__What needs to be done__. Tell me, please, how many lines in the records below include the word "impl". Give no more than the number.

__Given entries__.
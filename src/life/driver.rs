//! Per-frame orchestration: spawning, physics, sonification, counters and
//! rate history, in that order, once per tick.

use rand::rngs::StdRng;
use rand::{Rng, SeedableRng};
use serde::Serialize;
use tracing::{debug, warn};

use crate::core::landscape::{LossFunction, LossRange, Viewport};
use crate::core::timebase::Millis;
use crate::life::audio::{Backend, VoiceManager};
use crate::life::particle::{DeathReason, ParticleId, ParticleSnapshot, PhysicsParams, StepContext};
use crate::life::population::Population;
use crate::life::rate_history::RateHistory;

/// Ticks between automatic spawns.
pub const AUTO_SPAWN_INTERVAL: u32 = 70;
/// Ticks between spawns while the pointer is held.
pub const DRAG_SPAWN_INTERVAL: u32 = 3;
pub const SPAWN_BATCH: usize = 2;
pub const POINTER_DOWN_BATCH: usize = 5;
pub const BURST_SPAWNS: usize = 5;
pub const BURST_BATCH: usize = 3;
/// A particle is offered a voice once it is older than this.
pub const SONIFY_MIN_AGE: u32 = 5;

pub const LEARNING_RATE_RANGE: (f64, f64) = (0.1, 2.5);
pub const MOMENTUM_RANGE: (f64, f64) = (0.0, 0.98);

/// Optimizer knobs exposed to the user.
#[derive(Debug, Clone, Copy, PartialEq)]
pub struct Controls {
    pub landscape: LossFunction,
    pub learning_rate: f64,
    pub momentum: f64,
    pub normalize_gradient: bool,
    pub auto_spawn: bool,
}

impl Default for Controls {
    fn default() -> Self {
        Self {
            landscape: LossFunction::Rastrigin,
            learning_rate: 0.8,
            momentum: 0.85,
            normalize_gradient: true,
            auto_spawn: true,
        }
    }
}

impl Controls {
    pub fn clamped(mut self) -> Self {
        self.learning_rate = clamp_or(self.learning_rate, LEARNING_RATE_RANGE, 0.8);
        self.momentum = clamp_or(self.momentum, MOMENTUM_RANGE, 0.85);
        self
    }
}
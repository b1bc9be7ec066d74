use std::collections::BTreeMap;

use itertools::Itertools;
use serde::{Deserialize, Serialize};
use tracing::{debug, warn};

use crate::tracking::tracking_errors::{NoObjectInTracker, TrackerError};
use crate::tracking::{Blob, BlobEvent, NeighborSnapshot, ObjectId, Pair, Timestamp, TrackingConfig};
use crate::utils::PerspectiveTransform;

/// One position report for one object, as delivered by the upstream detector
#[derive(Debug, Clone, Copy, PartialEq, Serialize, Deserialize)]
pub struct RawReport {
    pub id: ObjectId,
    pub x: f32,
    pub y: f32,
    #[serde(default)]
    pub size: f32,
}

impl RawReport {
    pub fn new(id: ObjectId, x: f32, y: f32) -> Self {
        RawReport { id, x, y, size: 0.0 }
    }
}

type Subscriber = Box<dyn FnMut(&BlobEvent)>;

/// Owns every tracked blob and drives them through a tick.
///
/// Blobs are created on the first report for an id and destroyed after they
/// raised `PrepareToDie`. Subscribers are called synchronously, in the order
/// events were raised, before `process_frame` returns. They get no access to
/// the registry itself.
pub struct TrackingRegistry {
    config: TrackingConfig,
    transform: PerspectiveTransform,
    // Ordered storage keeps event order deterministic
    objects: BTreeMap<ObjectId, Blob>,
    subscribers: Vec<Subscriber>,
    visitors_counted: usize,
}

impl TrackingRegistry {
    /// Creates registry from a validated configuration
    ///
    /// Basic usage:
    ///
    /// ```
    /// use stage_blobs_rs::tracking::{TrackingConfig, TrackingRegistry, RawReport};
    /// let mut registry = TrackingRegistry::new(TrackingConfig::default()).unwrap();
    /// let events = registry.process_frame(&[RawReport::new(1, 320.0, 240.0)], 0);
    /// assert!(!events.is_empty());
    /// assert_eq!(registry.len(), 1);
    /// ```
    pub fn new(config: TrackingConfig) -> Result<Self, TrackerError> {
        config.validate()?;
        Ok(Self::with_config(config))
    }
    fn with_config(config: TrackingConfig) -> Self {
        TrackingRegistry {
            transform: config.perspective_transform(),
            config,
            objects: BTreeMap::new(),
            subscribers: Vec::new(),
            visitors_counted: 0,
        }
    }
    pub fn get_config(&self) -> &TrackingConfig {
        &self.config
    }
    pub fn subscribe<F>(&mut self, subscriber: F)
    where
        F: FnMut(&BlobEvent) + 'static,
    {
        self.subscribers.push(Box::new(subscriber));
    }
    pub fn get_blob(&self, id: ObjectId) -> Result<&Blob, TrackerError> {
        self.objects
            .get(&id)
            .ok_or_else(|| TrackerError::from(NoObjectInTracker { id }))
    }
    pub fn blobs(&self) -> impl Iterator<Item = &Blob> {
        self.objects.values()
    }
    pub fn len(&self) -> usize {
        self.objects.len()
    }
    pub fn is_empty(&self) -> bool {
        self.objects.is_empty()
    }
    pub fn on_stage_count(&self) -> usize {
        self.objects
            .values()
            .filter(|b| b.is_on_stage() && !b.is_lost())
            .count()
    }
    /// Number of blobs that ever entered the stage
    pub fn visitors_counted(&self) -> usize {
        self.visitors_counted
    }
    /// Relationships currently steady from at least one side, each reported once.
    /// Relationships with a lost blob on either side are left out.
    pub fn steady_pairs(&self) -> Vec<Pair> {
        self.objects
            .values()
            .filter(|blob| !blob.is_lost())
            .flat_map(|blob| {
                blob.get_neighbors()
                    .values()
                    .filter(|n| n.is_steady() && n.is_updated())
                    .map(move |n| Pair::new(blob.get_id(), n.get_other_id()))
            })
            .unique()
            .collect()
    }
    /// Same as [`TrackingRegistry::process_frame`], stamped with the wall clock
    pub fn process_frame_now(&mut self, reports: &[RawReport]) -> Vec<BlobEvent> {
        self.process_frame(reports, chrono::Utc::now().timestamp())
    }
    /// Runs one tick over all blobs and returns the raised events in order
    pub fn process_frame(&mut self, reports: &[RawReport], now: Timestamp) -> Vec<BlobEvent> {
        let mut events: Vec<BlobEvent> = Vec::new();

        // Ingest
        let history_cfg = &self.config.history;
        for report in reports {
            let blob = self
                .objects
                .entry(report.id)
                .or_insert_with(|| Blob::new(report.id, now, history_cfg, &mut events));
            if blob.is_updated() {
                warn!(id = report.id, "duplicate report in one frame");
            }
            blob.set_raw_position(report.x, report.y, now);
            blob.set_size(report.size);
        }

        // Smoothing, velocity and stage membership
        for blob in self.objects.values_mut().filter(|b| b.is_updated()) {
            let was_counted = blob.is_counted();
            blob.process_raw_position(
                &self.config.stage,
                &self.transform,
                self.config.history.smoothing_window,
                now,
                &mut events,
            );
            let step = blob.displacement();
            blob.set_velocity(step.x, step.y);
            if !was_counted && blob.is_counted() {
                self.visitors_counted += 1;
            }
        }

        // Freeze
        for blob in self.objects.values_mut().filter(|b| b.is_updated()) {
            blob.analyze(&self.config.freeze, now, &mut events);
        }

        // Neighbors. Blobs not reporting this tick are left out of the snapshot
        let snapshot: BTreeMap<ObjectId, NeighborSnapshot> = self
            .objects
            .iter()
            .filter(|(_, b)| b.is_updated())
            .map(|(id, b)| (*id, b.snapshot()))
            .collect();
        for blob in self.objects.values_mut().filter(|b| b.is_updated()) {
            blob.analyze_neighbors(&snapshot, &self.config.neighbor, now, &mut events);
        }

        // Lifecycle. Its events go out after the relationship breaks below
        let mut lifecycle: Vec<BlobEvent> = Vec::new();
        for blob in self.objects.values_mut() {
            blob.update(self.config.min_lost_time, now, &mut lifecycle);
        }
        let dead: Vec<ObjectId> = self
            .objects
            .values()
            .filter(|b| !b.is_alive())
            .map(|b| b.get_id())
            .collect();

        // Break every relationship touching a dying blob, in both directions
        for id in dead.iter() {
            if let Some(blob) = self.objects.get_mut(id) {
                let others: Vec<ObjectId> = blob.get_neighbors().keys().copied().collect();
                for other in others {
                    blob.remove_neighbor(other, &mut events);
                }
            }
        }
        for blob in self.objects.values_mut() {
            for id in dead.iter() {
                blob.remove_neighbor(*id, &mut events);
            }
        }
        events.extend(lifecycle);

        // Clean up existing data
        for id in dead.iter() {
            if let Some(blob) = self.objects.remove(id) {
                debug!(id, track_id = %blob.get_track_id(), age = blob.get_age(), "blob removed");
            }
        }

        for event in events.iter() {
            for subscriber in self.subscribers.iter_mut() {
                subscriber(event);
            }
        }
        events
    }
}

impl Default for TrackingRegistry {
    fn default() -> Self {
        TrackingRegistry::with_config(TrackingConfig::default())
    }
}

__Exercise response__. 6